For Netanyahu and the Saudis, Opposing Diplomacy With Iran Was Never About Enrichment – The Intercept

This was never about enrichment. The academics and officials in the room were taken aback. For a former senior Israeli official to deny the importance of the nuclear issue was unusual, to say the least. The conversations, attended by American civilian and military officials and other Western representatives, as well as Iranian diplomats and Tehrans then-nuclear negotiators, were shockingly honest.

Enrichment is not important, the ex-Israeli official continued. What Israel needs to see from Iran is a sweeping attitude change. The veteran Israeli decision-maker himself a vocal opponent of Prime Minister Benjamin Netanyahu explained that Israel could not accept the U.S. coming to terms with Iran without demanding that Iran come to terms with Israel. Israel is not party to the deal, so it wont be bound by the deal, he warned. If Iran is not willing to accept Israels existence, then Israel will stand in the way of the U.S. reaching a deal with Iran, the Israeli message read. The Iranians in the room listened attentively, but showed no reaction. In a breakout session later that afternoon, they indicated that they could recognize Israel only if Israel joined the Non-Proliferation Treaty as a non-weapons country that is, once Israel gave up its nuclear weapons and opened its nuclear program to international inspectors.

It was April 2012. Tensions between Israel and the Obama administration were rising. President Barack Obama was pushing back against Israeli pressure for military attacks against Iran, while at the same time continuing the P5+1 diplomacy with Iran, an internationalized process involving the permanent U.N. Security Council members, as well as Germany and the European Union. There were also only a few months left before the 2012 U.S. presidential election. Many Israelis worried that Netanyahus aggressive style would further damage his relationship with Obama and undermine Israels influence over American calculations regarding Iran. It was becoming a growing worry for the Israelis as Obama showcased unprecedented dedication to diplomacy, which they suspected would only grow more firm in his second term.

The closed meeting, organized by a prominent U.S. university and held in a small Western European country, revealed dynamics driving the conflict that are rarely discussed in public: The Israeli fear that Irans rise in the region would be accepted by the U.S., and that it would regard Tehran as a legitimate player in the new regional order without Tehran accepting Israels existence. The most potent instrument for ensuring that Washington wouldnt come to terms with Iran was the nuclear issue, which before the breakthrough in November 2013, was viewed as a hopelessly intractable conflict. As long as the deadlock held, Iran would remain at least a permanently sanctioned pariah, former Israeli official Daniel Levy wrote. For the years when the U.S. pursued Irans all-out containment, Israel enjoyed a degree of unchallenged regional hegemony, freedom of military action, and diplomatic cover that it is understandably reluctant to concede or even recalibrate. Israels position was directly linked to the U.S. upholding Pax Americana in the Middle East; its status was underwritten by U.S. preeminence in the region, Levy argued.

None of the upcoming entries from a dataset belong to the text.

impl Scope {
    fn enter(&mut self, vars: impl IntoIterator<Item = VarId>) {
        self.frames.push(Vec::new());
        for v in vars {
            self.add(v);
        }
    }

    fn add(&mut self, var: VarId) {
        if self.visible.insert(var) {
            if let Some(frame) = self.frames.last_mut() {
                frame.push(var);
            }
        }
    }

    fn exit(&mut self) {
        for v in self.frames.pop().unwrap_or_default() {
            self.visible.remove(&v);
        }
    }
}

/// Place refcount operations in `func`.
///
/// Synthesized alias variables are added to `vars` and named through
/// `names`.
pub fn place_refcounts(
    func: &mut Function,
    vars: &mut VarTable,
    names: &mut StringInterner,
    flags: OptFlags,
) -> Result<PlacementStats, RefcountError> {
    let mut engine = PlacementEngine {
        vars,
        names,
        flags,
        model: AliasModel::new(),
        kept: FxHashMap::default(),
        loop_rc: FxHashMap::default(),
        stats: PlacementStats::default(),
    };

    let offer = engine.count_block(&mut func.body, &[], Role::Keep)?;
    debug_assert!(offer.is_empty(), "the function body keeps everything");

    let mut scope = Scope::default();
    scope.enter(func.params());
    engine.emit_block(&mut func.body, &mut scope)?;
    scope.exit();

    let stats = engine.stats;
    tracing::debug!(
        function = engine.names.lookup(func.name),
        emitted = stats.emitted,
        declaration_piggybacks = stats.declaration_piggybacks,
        instruction_piggybacks = stats.instruction_piggybacks,
        cancelled = stats.cancelled,
        hoisted = stats.hoisted,
        batched = stats.batched,
        loop_list_entries = stats.loop_list_entries,
        synthesized = stats.synthesized,
        "placed refcounts"
    );
    Ok(stats)
}

struct PlacementEngine<'a> {
    vars: &'a mut VarTable,
    names: &'a mut StringInterner,
    flags: OptFlags,
    model: AliasModel,
    /// Entries each block places itself, filled by counting.
    kept: FxHashMap<BlockId, RefcountLedger>,
    loop_rc: FxHashMap<BlockId, LoopLedgers>,
    stats: PlacementStats,
}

Herein lies the tragedy of Netanyahus miscalculation. By aggressively defining the Iranian nuclear program as an existential threat to Israel, depicting the Iranians as irrational and suicidal, and threatening to bomb Iran, Netanyahu hoped to force Obama to take military action and recommit Washington to Pax Americana. Instead, Netanyahus strategy eliminated the status quo option of containing the nuclear program while neither resolving the issue nor acquiescing to Irans nuclear demands. Then, once that option was rejected, Obama did something Netanyahu had discounted: He opted for diplomacy, a measure that by definition could open the door to ending the U.S.s efforts to isolate Iran.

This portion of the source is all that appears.